Task objective = The response must reproduce every record in full.

[Stored items]
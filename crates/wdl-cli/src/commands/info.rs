use std::path::Path;

use wdl_core::EntityKind;

pub fn run(file: &Path) -> Result<(), String> {
    let world = super::load_world(file)?;

    println!("  {}", world.meta.title);
    if !world.meta.description.is_empty() {
        println!("  {}", world.meta.description);
    }
    if !world.meta.author.is_empty() {
        println!("  by {} (v{})", world.meta.author, world.meta.version);
    }
    println!();
    println!(
        "  {} entities, {} lights, {} systems",
        world.entity_count(),
        world.light_count(),
        world.system_count()
    );

    for kind in EntityKind::ALL {
        let count = world.entities_by_kind(kind).len();
        if count > 0 {
            println!("    {count:>4} {kind}");
        }
    }

    Ok(())
}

Solution to the exercise =
filename crates/wdl-cli/src/commands/info.rs
use std::path::Path;

use wdl_core::EntityKind;

pub fn run(file: &Path) -> Result<(), String> {
    let world = super::load_world(file)?;

    println!("  {}", world.meta.title);
    if !world.meta.description.is_empty() {
        println!("  {}", world.meta.description);
    }
    if !world.meta.author.is_empty() {
        println!("  by {} (v{})", world.meta.author, world.meta.version);
    }
    println!();
    println!(
        "  {} entities, {} lights, {} systems",
        world.entity_count(),
        world.light_count(),
        world.system_count()
    );

    for kind in EntityKind::ALL {
        let count = world.entities_by_kind(kind).len();
        if count > 0 {
            println!("    {count:>4} {kind}");
        }
    }

    Ok(())
}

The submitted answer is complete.